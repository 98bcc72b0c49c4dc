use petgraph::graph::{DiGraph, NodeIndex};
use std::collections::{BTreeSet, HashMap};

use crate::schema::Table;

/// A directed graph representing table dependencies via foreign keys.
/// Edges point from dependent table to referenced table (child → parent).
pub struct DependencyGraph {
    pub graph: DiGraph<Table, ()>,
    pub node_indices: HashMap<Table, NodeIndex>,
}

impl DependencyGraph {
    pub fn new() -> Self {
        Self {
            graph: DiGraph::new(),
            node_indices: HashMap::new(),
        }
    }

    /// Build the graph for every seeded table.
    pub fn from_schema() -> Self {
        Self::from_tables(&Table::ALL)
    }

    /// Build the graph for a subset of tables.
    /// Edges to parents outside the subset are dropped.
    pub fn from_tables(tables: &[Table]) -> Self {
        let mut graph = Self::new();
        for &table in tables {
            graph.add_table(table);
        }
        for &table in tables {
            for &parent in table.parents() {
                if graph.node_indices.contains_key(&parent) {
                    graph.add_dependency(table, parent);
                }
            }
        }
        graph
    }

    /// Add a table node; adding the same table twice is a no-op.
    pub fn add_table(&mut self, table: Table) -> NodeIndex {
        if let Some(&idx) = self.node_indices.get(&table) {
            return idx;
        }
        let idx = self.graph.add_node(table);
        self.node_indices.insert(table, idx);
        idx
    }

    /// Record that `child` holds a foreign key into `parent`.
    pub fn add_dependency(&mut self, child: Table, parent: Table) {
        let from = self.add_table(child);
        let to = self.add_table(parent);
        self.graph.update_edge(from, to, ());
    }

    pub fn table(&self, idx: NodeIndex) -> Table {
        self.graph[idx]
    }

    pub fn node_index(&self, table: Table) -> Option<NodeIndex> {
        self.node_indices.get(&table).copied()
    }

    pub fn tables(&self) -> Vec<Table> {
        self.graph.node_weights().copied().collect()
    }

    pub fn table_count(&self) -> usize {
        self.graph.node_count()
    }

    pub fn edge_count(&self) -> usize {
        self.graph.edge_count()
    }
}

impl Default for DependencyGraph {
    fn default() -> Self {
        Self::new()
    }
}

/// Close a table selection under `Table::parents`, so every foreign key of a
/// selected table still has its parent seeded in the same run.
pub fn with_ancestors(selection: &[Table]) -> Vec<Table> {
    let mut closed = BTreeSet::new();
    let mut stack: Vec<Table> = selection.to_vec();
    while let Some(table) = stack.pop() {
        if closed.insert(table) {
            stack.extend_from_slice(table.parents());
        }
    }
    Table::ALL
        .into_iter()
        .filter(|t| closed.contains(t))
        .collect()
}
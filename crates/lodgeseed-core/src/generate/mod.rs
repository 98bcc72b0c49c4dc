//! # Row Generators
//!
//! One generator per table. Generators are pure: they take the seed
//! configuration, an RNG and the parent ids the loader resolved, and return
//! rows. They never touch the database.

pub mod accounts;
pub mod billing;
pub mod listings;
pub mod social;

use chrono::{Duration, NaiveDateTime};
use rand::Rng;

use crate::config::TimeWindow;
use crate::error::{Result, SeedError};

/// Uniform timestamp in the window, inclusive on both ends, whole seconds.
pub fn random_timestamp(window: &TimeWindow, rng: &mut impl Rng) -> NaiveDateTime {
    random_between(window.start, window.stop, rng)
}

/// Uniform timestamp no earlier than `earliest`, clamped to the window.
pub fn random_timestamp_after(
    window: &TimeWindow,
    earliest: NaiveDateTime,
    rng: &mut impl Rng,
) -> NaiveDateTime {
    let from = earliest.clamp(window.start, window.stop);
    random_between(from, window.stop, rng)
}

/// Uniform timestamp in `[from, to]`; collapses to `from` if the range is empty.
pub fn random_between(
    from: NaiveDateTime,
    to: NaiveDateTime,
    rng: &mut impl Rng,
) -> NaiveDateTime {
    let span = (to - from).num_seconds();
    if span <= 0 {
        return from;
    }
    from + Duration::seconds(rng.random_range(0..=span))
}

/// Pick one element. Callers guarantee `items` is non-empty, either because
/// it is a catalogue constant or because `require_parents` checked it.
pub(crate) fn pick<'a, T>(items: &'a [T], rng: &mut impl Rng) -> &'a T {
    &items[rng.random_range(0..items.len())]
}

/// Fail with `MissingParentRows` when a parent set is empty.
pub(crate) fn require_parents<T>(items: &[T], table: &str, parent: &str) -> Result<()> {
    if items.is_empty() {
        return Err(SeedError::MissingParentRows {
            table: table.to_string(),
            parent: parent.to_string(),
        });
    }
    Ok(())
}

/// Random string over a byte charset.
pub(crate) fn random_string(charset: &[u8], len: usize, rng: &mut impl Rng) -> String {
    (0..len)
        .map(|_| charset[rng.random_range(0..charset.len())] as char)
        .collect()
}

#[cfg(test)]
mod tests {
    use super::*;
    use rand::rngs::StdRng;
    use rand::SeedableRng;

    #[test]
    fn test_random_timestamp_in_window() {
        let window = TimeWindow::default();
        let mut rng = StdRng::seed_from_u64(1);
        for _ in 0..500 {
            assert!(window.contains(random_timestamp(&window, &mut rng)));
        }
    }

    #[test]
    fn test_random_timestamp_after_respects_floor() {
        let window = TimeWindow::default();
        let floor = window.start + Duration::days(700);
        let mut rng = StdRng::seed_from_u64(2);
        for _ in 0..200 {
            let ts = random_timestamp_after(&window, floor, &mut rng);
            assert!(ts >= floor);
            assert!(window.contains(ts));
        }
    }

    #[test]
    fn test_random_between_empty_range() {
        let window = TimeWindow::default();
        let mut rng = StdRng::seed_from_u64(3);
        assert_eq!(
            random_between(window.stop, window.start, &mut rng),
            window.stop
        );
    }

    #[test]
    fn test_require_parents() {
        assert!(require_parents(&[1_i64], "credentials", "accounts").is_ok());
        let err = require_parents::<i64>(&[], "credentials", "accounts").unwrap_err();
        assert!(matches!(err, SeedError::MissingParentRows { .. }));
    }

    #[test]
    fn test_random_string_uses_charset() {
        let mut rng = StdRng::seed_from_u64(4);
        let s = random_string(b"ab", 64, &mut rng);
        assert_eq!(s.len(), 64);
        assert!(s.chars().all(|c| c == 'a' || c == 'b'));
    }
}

----

:: THE PROBLEM ::
Search the entries for the word "impl", then list each line that holds it.

:: OUTPUT BELOW ::
impl DependencyGraph {
impl Default for DependencyGraph {
pub fn random_timestamp(window: &TimeWindow, rng: &mut impl Rng) -> NaiveDateTime {
    rng: &mut impl Rng,
    rng: &mut impl Rng,
pub(crate) fn pick<'a, T>(items: &'a [T], rng: &mut impl Rng) -> &'a T {
pub(crate) fn random_string(charset: &[u8], len: usize, rng: &mut impl Rng) -> String {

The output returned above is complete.